O feito de Márcia foi extraordinário sob o aspecto esportivo e pelo pioneirismo. Ao estrear no pódio, tornou-se a primeira brasileira vítima de paralisia cerebral a ganhar uma medalha paralímpica. Dessa forma, contribuiu para expandir no país um dos principais propósitos dos Jogos: o de inclusão social. “Numa época em que os pais limitavam muito a atividade dos filhos com paralisia cerebral, ela mostrou que pessoas assim podiam perfeitamente praticar esportes”, diz Michelle Barreto, de 33 anos, doutora em educação física adaptada e autora da tese “Esporte paralímpico brasileiro: vozes, histórias e memórias de atletas medalhistas (1976 a 1992)”.
Entre 2014 e 2015, para sua tese de doutorado, Michelle entrevistou todos os 23 atletas vivos que se enquadram no perfil e constatou que o romantismo era a força motriz dessa turma. “Quando indago qual o fator determinante para a conquista, eles apontam sempre a perseverança e a força de vontade”, afirma a pesquisadora. Nos anos 1980 e 1990, período em que Márcia brilhou nas pistas, era comum a pessoa ser obrigada a largar a carreira esportiva para ir sobreviver em outra atividade. “Naquela época, eu dava pró-labore para o atleta tomar um refrigerante”, lembra João Batista Carvalho e Silva, presidente do Comitê Paralímpico Brasileiro (CPB) de 1995, quando foi criado, até 2001. Hoje os atletas profissionais dispõem de infraestrutura de treinamento e podem fazer viagens ao exterior para aprimorar a técnica. Para efeito de comparação, Batista administrou uma verba de R$ 10 milhões em todo o ciclo entre Atlanta 1996 e Sydney 2000. Hoje o CPB trabalha com uma receita de R$ 150 milhões por ano, vinda majoritariamente de uma parcela da arrecadação das loterias determinada por lei.
Festa de abertura da Paralimpíada do Rio.Márcia ajudou a abrir o caminho para a profissionalização (Foto: Jens Buettner/dpa/AFP)
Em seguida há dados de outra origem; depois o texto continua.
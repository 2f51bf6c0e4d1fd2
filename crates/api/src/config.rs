//! Server configuration

use anyhow::{bail, Context, Result};
use fermix_lib::dataset::{DEFAULT_PAGE_SIZE, MAX_PAGE_SIZE};
use fermix_lib::{ArtifactPaths, ModelVariant};
use serde::Deserialize;
use std::path::PathBuf;

/// Log output format
#[derive(Debug, Clone, Copy, Default, PartialEq, Eq, Deserialize)]
#[serde(rename_all = "lowercase")]
pub enum LogFormat {
    #[default]
    Json,
    Pretty,
}

/// Server configuration, read from `FERMIX_*` environment variables
#[derive(Debug, Clone, Deserialize)]
pub struct ServerConfig {
    /// HTTP listen port
    #[serde(default = "default_api_port")]
    pub api_port: u16,

    /// Prefix for the versioned API routes
    #[serde(default = "default_api_prefix")]
    pub api_prefix: String,

    /// Directory holding model manifests, features.json and metadata.json
    #[serde(default = "default_models_dir")]
    pub models_dir: PathBuf,

    /// Directory holding sample/ and clean/ dataset tables
    #[serde(default = "default_data_dir")]
    pub data_dir: PathBuf,

    #[serde(default = "default_page_size")]
    pub default_page_size: usize,

    #[serde(default = "default_max_page_size")]
    pub max_page_size: usize,

    /// Variant used when a request omits `model_type`
    #[serde(default = "default_model")]
    pub default_model: String,

    /// CORS origins; "*" allows any
    #[serde(default = "default_allowed_origins")]
    pub allowed_origins: Vec<String>,

    #[serde(default)]
    pub log_format: LogFormat,
}

fn default_api_port() -> u16 {
    8000
}

fn default_api_prefix() -> String {
    "/api/v1".to_string()
}

fn default_models_dir() -> PathBuf {
    PathBuf::from("models")
}

fn default_data_dir() -> PathBuf {
    PathBuf::from("data")
}

fn default_page_size() -> usize {
    DEFAULT_PAGE_SIZE
}

fn default_max_page_size() -> usize {
    MAX_PAGE_SIZE
}

fn default_model() -> String {
    "lgbm".to_string()
}

fn default_allowed_origins() -> Vec<String> {
    vec![
        "http://localhost:3000".to_string(),
        "http://localhost:5173".to_string(),
        "http://localhost:8080".to_string(),
        "*".to_string(),
    ]
}

impl Default for ServerConfig {
    fn default() -> Self {
        Self {
            api_port: default_api_port(),
            api_prefix: default_api_prefix(),
            models_dir: default_models_dir(),
            data_dir: default_data_dir(),
            default_page_size: default_page_size(),
            max_page_size: default_max_page_size(),
            default_model: default_model(),
            allowed_origins: default_allowed_origins(),
            log_format: LogFormat::default(),
        }
    }
}

impl ServerConfig {
    /// Load configuration from the process environment
    pub fn load() -> Result<Self> {
        Self::from_environment(config::Environment::with_prefix("FERMIX"))
    }

    /// Load configuration from an environment source
    pub fn from_environment(env: config::Environment) -> Result<Self> {
        let config = config::Config::builder()
            .add_source(
                env.try_parsing(true)
                    .list_separator(",")
                    .with_list_parse_key("allowed_origins"),
            )
            .build()
            .context("Failed to read configuration")?;

        let config: ServerConfig = config
            .try_deserialize()
            .context("Invalid configuration")?;
        config.validate()?;
        Ok(config)
    }

    fn validate(&self) -> Result<()> {
        self.default_variant()?;
        if !self.api_prefix.starts_with('/') || self.api_prefix.trim_end_matches('/').is_empty() {
            bail!("api_prefix must start with '/' and name a path, got '{}'", self.api_prefix);
        }
        if self.max_page_size == 0 {
            bail!("max_page_size must be at least 1");
        }
        if self.default_page_size == 0 || self.default_page_size > self.max_page_size {
            bail!(
                "default_page_size must be between 1 and max_page_size ({})",
                self.max_page_size
            );
        }
        Ok(())
    }

    pub fn default_variant(&self) -> Result<ModelVariant> {
        self.default_model
            .parse()
            .with_context(|| format!("Invalid default_model '{}'", self.default_model))
    }

    /// API prefix without a trailing slash
    pub fn route_prefix(&self) -> &str {
        self.api_prefix.trim_end_matches('/')
    }

    pub fn artifact_paths(&self) -> ArtifactPaths {
        ArtifactPaths::in_dir(&self.models_dir)
    }

    pub fn sample_dataset_path(&self) -> PathBuf {
        self.data_dir.join("sample").join("kepler_sample.csv")
    }

    pub fn clean_dataset_path(&self) -> PathBuf {
        self.data_dir.join("clean").join("kepler_clean.csv")
    }
}
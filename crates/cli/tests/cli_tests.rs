//! CLI integration tests

use std::process::{Command, Output};

fn fermix(args: &[&str]) -> Output {
    Command::new(env!("CARGO_BIN_EXE_fermix"))
        .args(args)
        .env_remove("FERMIX_API_URL")
        .output()
        .expect("Failed to execute command")
}

/// Test that the CLI shows help
#[test]
fn test_cli_help() {
    let output = fermix(&["--help"]);
    let stdout = String::from_utf8_lossy(&output.stdout);

    assert!(output.status.success(), "CLI help should succeed");
    assert!(
        stdout.contains("exoplanet classification API"),
        "Should show app description"
    );
    for command in ["health", "info", "stats", "predict", "dataset"] {
        assert!(stdout.contains(command), "Should show {} command", command);
    }
    assert!(stdout.contains("--api-url"), "Should show api-url option");
}

/// Test that the CLI shows version
#[test]
fn test_cli_version() {
    let output = fermix(&["--version"]);
    let stdout = String::from_utf8_lossy(&output.stdout);

    assert!(output.status.success(), "CLI version should succeed");
    assert!(stdout.contains("fermix"), "Should show binary name");
}

/// Test predict subcommand help
#[test]
fn test_predict_help() {
    let output = fermix(&["predict", "--help"]);
    let stdout = String::from_utf8_lossy(&output.stdout);

    assert!(output.status.success(), "Predict help should succeed");
    assert!(stdout.contains("--model"), "Should show model option");
    assert!(stdout.contains("--feature"), "Should show feature option");
    assert!(stdout.contains("--json-file"), "Should show json-file option");
}

/// Test dataset subcommand help
#[test]
fn test_dataset_help() {
    let output = fermix(&["dataset", "--help"]);
    let stdout = String::from_utf8_lossy(&output.stdout);

    assert!(output.status.success(), "Dataset help should succeed");
    assert!(stdout.contains("--full"), "Should show full option");
    assert!(stdout.contains("--page"), "Should show page option");
    assert!(stdout.contains("--page-size"), "Should show page-size option");
}

/// Test that an unsupported model is rejected before any request is made
#[test]
fn test_predict_rejects_unknown_model() {
    let output = fermix(&["predict", "--model", "xgboost"]);
    let stderr = String::from_utf8_lossy(&output.stderr);

    assert!(!output.status.success(), "Unknown model should fail");
    assert!(stderr.contains("xgboost"), "Should name the rejected value");
}

/// Test that malformed feature arguments are rejected
#[test]
fn test_predict_rejects_malformed_feature() {
    let output = fermix(&["predict", "--feature", "koi_period"]);
    let stderr = String::from_utf8_lossy(&output.stderr);

    assert!(!output.status.success(), "Malformed feature should fail");
    assert!(stderr.contains("name=value"), "Should explain the expected form");
}

/// Test that an invalid API URL is reported
#[test]
fn test_invalid_api_url() {
    let output = fermix(&["--api-url", "not a url", "health"]);
    let stderr = String::from_utf8_lossy(&output.stderr);

    assert!(!output.status.success(), "Invalid URL should fail");
    assert!(stderr.contains("Invalid API URL"), "Should report the bad URL");
}

/// Test that an unreachable server produces an error, not a hang
#[test]
fn test_unreachable_server() {
    let output = fermix(&["--api-url", "http://127.0.0.1:1", "health"]);

    assert!(!output.status.success(), "Unreachable server should fail");
}
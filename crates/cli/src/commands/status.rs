//! Service status commands: health, info and stats

use anyhow::Result;
use colored::Colorize;
use tabled::{settings::Style, Table, Tabled};

use crate::client::{ApiClient, ApiInfo, HealthResponse, StatsResponse};
use crate::output::{
    color_status, format_timestamp, print_json, print_success, print_warning, OutputFormat,
};

/// Row for the models table
#[derive(Tabled)]
struct ModelRow {
    #[tabled(rename = "Model")]
    name: String,
    #[tabled(rename = "Type")]
    estimator: String,
    #[tabled(rename = "Estimators")]
    n_estimators: String,
    #[tabled(rename = "Status")]
    status: String,
    #[tabled(rename = "SHA-256")]
    sha256: String,
}

/// Row for the training metrics table
#[derive(Tabled)]
struct MetricRow {
    #[tabled(rename = "Model")]
    model: String,
    #[tabled(rename = "Metric")]
    metric: String,
    #[tabled(rename = "Value")]
    value: String,
}

/// Show service health
pub async fn show_health(client: &ApiClient, format: OutputFormat) -> Result<()> {
    let health: HealthResponse = client.get("health").await?;

    match format {
        OutputFormat::Json => print_json(&health)?,
        OutputFormat::Table => {
            println!("Status:   {}", color_status(&health.status));
            println!("Version:  {}", health.version);
            if health.models_loaded {
                print_success("Models loaded");
            } else {
                print_warning("Models not loaded; predictions will be rejected");
            }
        }
    }

    Ok(())
}

/// Show service description and model status
pub async fn show_info(client: &ApiClient, format: OutputFormat) -> Result<()> {
    let info: ApiInfo = client.get("info").await?;

    match format {
        OutputFormat::Json => print_json(&info)?,
        OutputFormat::Table => {
            println!("{} {}", info.name.bold(), info.version.dimmed());
            println!("{}", info.description);
            println!();

            println!("{}", "Endpoints".bold());
            for (name, path) in &info.endpoints {
                println!("  {:<10} {}", name, path.cyan());
            }
            println!();

            let rows: Vec<ModelRow> = info
                .models
                .iter()
                .map(|(name, model)| ModelRow {
                    name: name.clone(),
                    estimator: model.estimator.clone(),
                    n_estimators: model
                        .n_estimators
                        .map(|n| n.to_string())
                        .unwrap_or_else(|| "-".to_string()),
                    status: color_status(&model.status),
                    sha256: model
                        .sha256
                        .as_deref()
                        .map(|digest| digest.chars().take(12).collect())
                        .unwrap_or_else(|| "-".to_string()),
                })
                .collect();
            println!("{}", Table::new(rows).with(Style::rounded()));
        }
    }

    Ok(())
}

/// Show training metadata and recorded model metrics
pub async fn show_stats(client: &ApiClient, format: OutputFormat) -> Result<()> {
    let stats: StatsResponse = client.get("stats").await?;

    match format {
        OutputFormat::Json => print_json(&stats)?,
        OutputFormat::Table => {
            println!("{}", "Model Statistics".bold());
            println!("{}", "=".repeat(50));
            println!("Dataset:     {}", stats.dataset);
            println!("Task:        {}", stats.task);
            println!("Features:    {}", stats.n_features);
            println!("Trained:     {}", format_timestamp(&stats.created_utc));
            for (split, count) in &stats.n_samples {
                println!("Samples ({}): {}", split, count);
            }
            println!();

            let rows = metric_rows(&stats);
            if rows.is_empty() {
                print_warning("No model metrics recorded");
            } else {
                println!("{}", Table::new(rows).with(Style::rounded()));
            }
        }
    }

    Ok(())
}

/// Flatten `models.<name>.metrics` into table rows
fn metric_rows(stats: &StatsResponse) -> Vec<MetricRow> {
    let mut rows = Vec::new();
    for (model, summary) in &stats.models {
        let Some(metrics) = summary.get("metrics").and_then(|m| m.as_object()) else {
            continue;
        };
        for (metric, value) in metrics {
            let value = match value.as_f64() {
                Some(v) => format!("{:.4}", v),
                None => value.to_string(),
            };
            rows.push(MetricRow {
                model: model.clone(),
                metric: metric.clone(),
                value,
            });
        }
    }
    rows
}
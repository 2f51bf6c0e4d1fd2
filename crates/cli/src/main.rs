//! Fermix CLI
//!
//! A command-line client for the exoplanet classification API: check
//! service health, inspect the trained models, classify candidates and
//! page through the KOI dataset.

mod client;
mod commands;
mod output;

use anyhow::Result;
use clap::{Parser, Subcommand};
use commands::{dataset, predict, status};
use std::path::PathBuf;

/// Fermix CLI
#[derive(Parser)]
#[command(name = "fermix")]
#[command(author, version, about = "CLI for the Fermix exoplanet classification API", long_about = None)]
pub struct Cli {
    /// API endpoint URL (can also be set via FERMIX_API_URL env var)
    #[arg(long, env = "FERMIX_API_URL", default_value = "http://localhost:8000")]
    pub api_url: String,

    /// Output format
    #[arg(long, short, default_value = "table")]
    pub format: output::OutputFormat,

    #[command(subcommand)]
    pub command: Commands,
}

#[derive(Subcommand)]
pub enum Commands {
    /// Check service health and model load state
    Health,

    /// Show service description, endpoints and model status
    Info,

    /// Show training metadata and model metrics
    Stats,

    /// Classify a KOI candidate
    Predict {
        /// Model variant (server default if omitted)
        #[arg(long, short, value_enum)]
        model: Option<predict::ModelChoice>,

        /// Feature value as name=value (repeatable)
        #[arg(long = "feature", short = 'F', value_parser = predict::parse_feature)]
        features: Vec<(String, f64)>,

        /// JSON file with a feature object; --feature values override it
        #[arg(long)]
        json_file: Option<PathBuf>,
    },

    /// Page through the KOI dataset
    Dataset {
        /// Use the full cleaned dataset instead of the sample
        #[arg(long)]
        full: bool,

        /// Page number (1-indexed)
        #[arg(long, default_value_t = 1)]
        page: usize,

        /// Rows per page (server default if omitted)
        #[arg(long)]
        page_size: Option<usize>,

        /// Columns to show, comma separated
        #[arg(long, value_delimiter = ',')]
        columns: Vec<String>,
    },
}

#[tokio::main]
async fn main() -> Result<()> {
    let cli = Cli::parse();

    // Initialize client
    let client = client::ApiClient::new(&cli.api_url)?;

    // Execute command
    match cli.command {
        Commands::Health => status::show_health(&client, cli.format).await?,
        Commands::Info => status::show_info(&client, cli.format).await?,
        Commands::Stats => status::show_stats(&client, cli.format).await?,
        Commands::Predict {
            model,
            features,
            json_file,
        } => {
            predict::predict(&client, model, features, json_file.as_deref(), cli.format).await?;
        }
        Commands::Dataset {
            full,
            page,
            page_size,
            columns,
        } => {
            dataset::show_dataset(&client, full, page, page_size, columns, cli.format).await?;
        }
    }

    Ok(())
}

#[cfg(test)]
mod tests {
    use super::*;
    use clap::CommandFactory;

    #[test]
    fn test_cli_definition_is_valid() {
        Cli::command().debug_assert();
    }

    #[test]
    fn test_parse_predict_arguments() {
        let cli = Cli::try_parse_from([
            "fermix",
            "predict",
            "--model",
            "rf",
            "-F",
            "koi_period=12.34",
            "--feature",
            "koi_prad=1.2",
        ])
        .unwrap();

        match cli.command {
            Commands::Predict {
                model, features, ..
            } => {
                assert!(matches!(model, Some(predict::ModelChoice::Rf)));
                assert_eq!(features.len(), 2);
                assert_eq!(features[1], ("koi_prad".to_string(), 1.2));
            }
            _ => panic!("expected predict"),
        }
    }

    #[test]
    fn test_rejects_unknown_model() {
        assert!(Cli::try_parse_from(["fermix", "predict", "--model", "xgboost"]).is_err());
    }

    #[test]
    fn test_parse_dataset_columns() {
        let cli = Cli::try_parse_from([
            "fermix",
            "dataset",
            "--full",
            "--columns",
            "kepid,koi_prad",
        ])
        .unwrap();
        match cli.command {
            Commands::Dataset { full, page, columns, .. } => {
                assert!(full);
                assert_eq!(page, 1);
                assert_eq!(columns, vec!["kepid".to_string(), "koi_prad".to_string()]);
            }
            _ => panic!("expected dataset"),
        }
    }
}
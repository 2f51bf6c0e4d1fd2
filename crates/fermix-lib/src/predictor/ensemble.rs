//! Tree-ensemble classifier exported as JSON
//!
//! Each tree is a flat node array with node 0 as the root. A row goes left
//! when `row[feature] <= threshold`. Children always sit after their
//! parent, which is checked at load so traversal cannot loop.

use super::Classifier;
use crate::error::PredictError;
use serde::Deserialize;

/// How leaf values combine into P(class 1)
#[derive(Debug, Clone, Copy, PartialEq, Eq, Deserialize)]
#[serde(rename_all = "snake_case")]
pub enum Aggregation {
    /// Leaves hold P(class 1); the forest averages them
    MeanProbability,
    /// Leaves hold raw margins; P(class 1) = sigmoid(base_score + sum)
    SigmoidMargin,
}

#[derive(Debug, Clone, Copy, PartialEq, Deserialize)]
#[serde(untagged)]
pub enum Node {
    Split {
        feature: usize,
        threshold: f64,
        left: usize,
        right: usize,
    },
    Leaf {
        leaf: f64,
    },
}

#[derive(Debug, Clone, Deserialize)]
pub struct TreeSpec {
    pub nodes: Vec<Node>,
}

#[derive(Debug, Clone, Deserialize)]
pub struct EnsembleSpec {
    pub aggregation: Aggregation,
    #[serde(default)]
    pub base_score: f64,
    pub trees: Vec<TreeSpec>,
}

/// Validated tree ensemble
#[derive(Debug, Clone)]
pub struct TreeEnsemble {
    aggregation: Aggregation,
    base_score: f64,
    trees: Vec<Vec<Node>>,
    n_features: usize,
}

impl TreeEnsemble {
    /// Validate a spec for rows of `n_features` values
    pub fn new(spec: EnsembleSpec, n_features: usize) -> Result<Self, String> {
        if spec.trees.is_empty() {
            return Err("ensemble has no trees".to_string());
        }
        if !spec.base_score.is_finite() {
            return Err("base_score is not finite".to_string());
        }

        for (t, tree) in spec.trees.iter().enumerate() {
            validate_tree(&tree.nodes, n_features, spec.aggregation)
                .map_err(|reason| format!("tree {}: {}", t, reason))?;
        }

        Ok(Self {
            aggregation: spec.aggregation,
            base_score: spec.base_score,
            trees: spec.trees.into_iter().map(|t| t.nodes).collect(),
            n_features,
        })
    }

    pub fn tree_count(&self) -> usize {
        self.trees.len()
    }

    pub fn aggregation(&self) -> Aggregation {
        self.aggregation
    }

    /// P(class 1) for an aligned row
    pub fn probability(&self, row: &[f64]) -> f64 {
        let leaves = self.trees.iter().map(|nodes| evaluate(nodes, row));
        match self.aggregation {
            Aggregation::MeanProbability => {
                let sum: f64 = leaves.sum();
                (sum / self.trees.len() as f64).clamp(0.0, 1.0)
            }
            Aggregation::SigmoidMargin => sigmoid(self.base_score + leaves.sum::<f64>()),
        }
    }
}

impl Classifier for TreeEnsemble {
    fn predict_proba(&self, row: &[f64]) -> Result<[f64; 2], PredictError> {
        if row.len() != self.n_features {
            return Err(PredictError::Inference(format!(
                "row has {} values, model expects {}",
                row.len(),
                self.n_features
            )));
        }
        let p1 = self.probability(row);
        Ok([1.0 - p1, p1])
    }
}

fn validate_tree(nodes: &[Node], n_features: usize, aggregation: Aggregation) -> Result<(), String> {
    if nodes.is_empty() {
        return Err("no nodes".to_string());
    }

    for (idx, node) in nodes.iter().enumerate() {
        match *node {
            Node::Split {
                feature,
                threshold,
                left,
                right,
            } => {
                if feature >= n_features {
                    return Err(format!(
                        "node {} splits on feature {} but only {} exist",
                        idx, feature, n_features
                    ));
                }
                if threshold.is_nan() {
                    return Err(format!("node {} has a NaN threshold", idx));
                }
                for child in [left, right] {
                    if child <= idx || child >= nodes.len() {
                        return Err(format!("node {} has invalid child {}", idx, child));
                    }
                }
            }
            Node::Leaf { leaf } => {
                if !leaf.is_finite() {
                    return Err(format!("node {} has a non-finite leaf", idx));
                }
                if aggregation == Aggregation::MeanProbability && !(0.0..=1.0).contains(&leaf) {
                    return Err(format!("node {} leaf {} is not a probability", idx, leaf));
                }
            }
        }
    }

    Ok(())
}

fn evaluate(nodes: &[Node], row: &[f64]) -> f64 {
    let mut idx = 0;
    loop {
        match nodes[idx] {
            Node::Leaf { leaf } => return leaf,
            Node::Split {
                feature,
                threshold,
                left,
                right,
            } => {
                idx = if row[feature] <= threshold { left } else { right };
            }
        }
    }
}

fn sigmoid(x: f64) -> f64 {
    1.0 / (1.0 + (-x).exp())
}

#[cfg(test)]
mod tests {
    use super::*;
    use serde_json::json;

    fn stump(feature: usize, threshold: f64, left: f64, right: f64) -> TreeSpec {
        TreeSpec {
            nodes: vec![
                Node::Split {
                    feature,
                    threshold,
                    left: 1,
                    right: 2,
                },
                Node::Leaf { leaf: left },
                Node::Leaf { leaf: right },
            ],
        }
    }

    #[test]
    fn test_forest_averages_leaf_probabilities() {
        let spec = EnsembleSpec {
            aggregation: Aggregation::MeanProbability,
            base_score: 0.0,
            trees: vec![stump(0, 10.0, 0.0, 1.0), stump(1, 0.5, 0.2, 0.6)],
        };
        let forest = TreeEnsemble::new(spec, 2).unwrap();

        // tree 1 right (1.0), tree 2 left (0.2)
        assert!((forest.probability(&[11.0, 0.5]) - 0.6).abs() < 1e-12);
        // threshold is inclusive on the left
        assert!((forest.probability(&[10.0, 0.6]) - 0.3).abs() < 1e-12);
    }

    #[test]
    fn test_boosting_applies_sigmoid() {
        let spec = EnsembleSpec {
            aggregation: Aggregation::SigmoidMargin,
            base_score: 0.5,
            trees: vec![stump(0, 0.0, -0.5, 1.5)],
        };
        let booster = TreeEnsemble::new(spec, 1).unwrap();

        assert!((booster.probability(&[-1.0]) - 0.5).abs() < 1e-12);
        assert!((booster.probability(&[1.0]) - sigmoid(2.0)).abs() < 1e-12);
    }

    #[test]
    fn test_probabilities_sum_to_one() {
        let spec = EnsembleSpec {
            aggregation: Aggregation::SigmoidMargin,
            base_score: 0.0,
            trees: vec![stump(0, 3.0, -4.0, 0.7)],
        };
        let booster = TreeEnsemble::new(spec, 1).unwrap();
        for x in [-10.0, 0.0, 3.0, 3.1, 100.0] {
            let p = booster.predict_proba(&[x]).unwrap();
            assert!((p[0] + p[1] - 1.0).abs() < 1e-12);
        }
    }

    #[test]
    fn test_rejects_wrong_row_width() {
        let spec = EnsembleSpec {
            aggregation: Aggregation::MeanProbability,
            base_score: 0.0,
            trees: vec![stump(0, 1.0, 0.0, 1.0)],
        };
        let forest = TreeEnsemble::new(spec, 3).unwrap();
        assert!(matches!(forest.predict_proba(&[1.0]), Err(PredictError::Inference(_))));
    }

    #[test]
    fn test_validation_errors() {
        let bad_feature = EnsembleSpec {
            aggregation: Aggregation::MeanProbability,
            base_score: 0.0,
            trees: vec![stump(5, 1.0, 0.0, 1.0)],
        };
        assert!(TreeEnsemble::new(bad_feature, 2).is_err());

        let backwards = EnsembleSpec {
            aggregation: Aggregation::SigmoidMargin,
            base_score: 0.0,
            trees: vec![TreeSpec {
                nodes: vec![
                    Node::Leaf { leaf: 0.0 },
                    Node::Split {
                        feature: 0,
                        threshold: 0.0,
                        left: 0,
                        right: 2,
                    },
                    Node::Leaf { leaf: 1.0 },
                ],
            }],
        };
        assert!(TreeEnsemble::new(backwards, 1).is_err());

        let not_probability = EnsembleSpec {
            aggregation: Aggregation::MeanProbability,
            base_score: 0.0,
            trees: vec![stump(0, 1.0, -0.5, 1.0)],
        };
        assert!(TreeEnsemble::new(not_probability, 1).is_err());

        let empty = EnsembleSpec {
            aggregation: Aggregation::MeanProbability,
            base_score: 0.0,
            trees: vec![],
        };
        assert!(TreeEnsemble::new(empty, 1).is_err());
    }

    #[test]
    fn test_deserialize_nodes() {
        let spec: EnsembleSpec = serde_json::from_value(json!({
            "aggregation": "mean_probability",
            "trees": [{"nodes": [
                {"feature": 0, "threshold": 2.5, "left": 1, "right": 2},
                {"leaf": 0.1},
                {"leaf": 0.8}
            ]}]
        }))
        .unwrap();

        assert_eq!(spec.base_score, 0.0);
        assert_eq!(spec.trees[0].nodes[1], Node::Leaf { leaf: 0.1 });
        let forest = TreeEnsemble::new(spec, 1).unwrap();
        assert_eq!(forest.tree_count(), 1);
        assert_eq!(forest.aggregation(), Aggregation::MeanProbability);
    }
}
Márcia mora com a mãe, Maria José, de 86 anos, e a irmã, de 52, numa casa em Rio Bonito, cidade a 80 quilômetros do Rio. À medida do possível, leva uma vida independente. Cuida da mãe, cozinha e ajuda na arrumação. Jamais precisou de cadeira de rodas para se locomover. Costumava ir às ruas por conta própria, porém, passou a ficar insegura e agora sai quase sempre acompanhada. Recentemente, embarcou sozinha num ônibus para visitar amigos na cidade mineira de Alto Caparaó. Márcia só fecha a cara para criticar a péssima acessibilidade com que depara no dia a dia. Quando está recolhida, gosta de ver novelas, humorísticos e programas de calouro. “O que vocês viram no Maracanã diz muito mais sobre minha irmã do que tudo o que posso falar dela”, conta Mara. “Ela é uma pessoa independente, determinada e feliz.” Mesmo com tudo desfavorável, Márcia obteve sua maior conquista.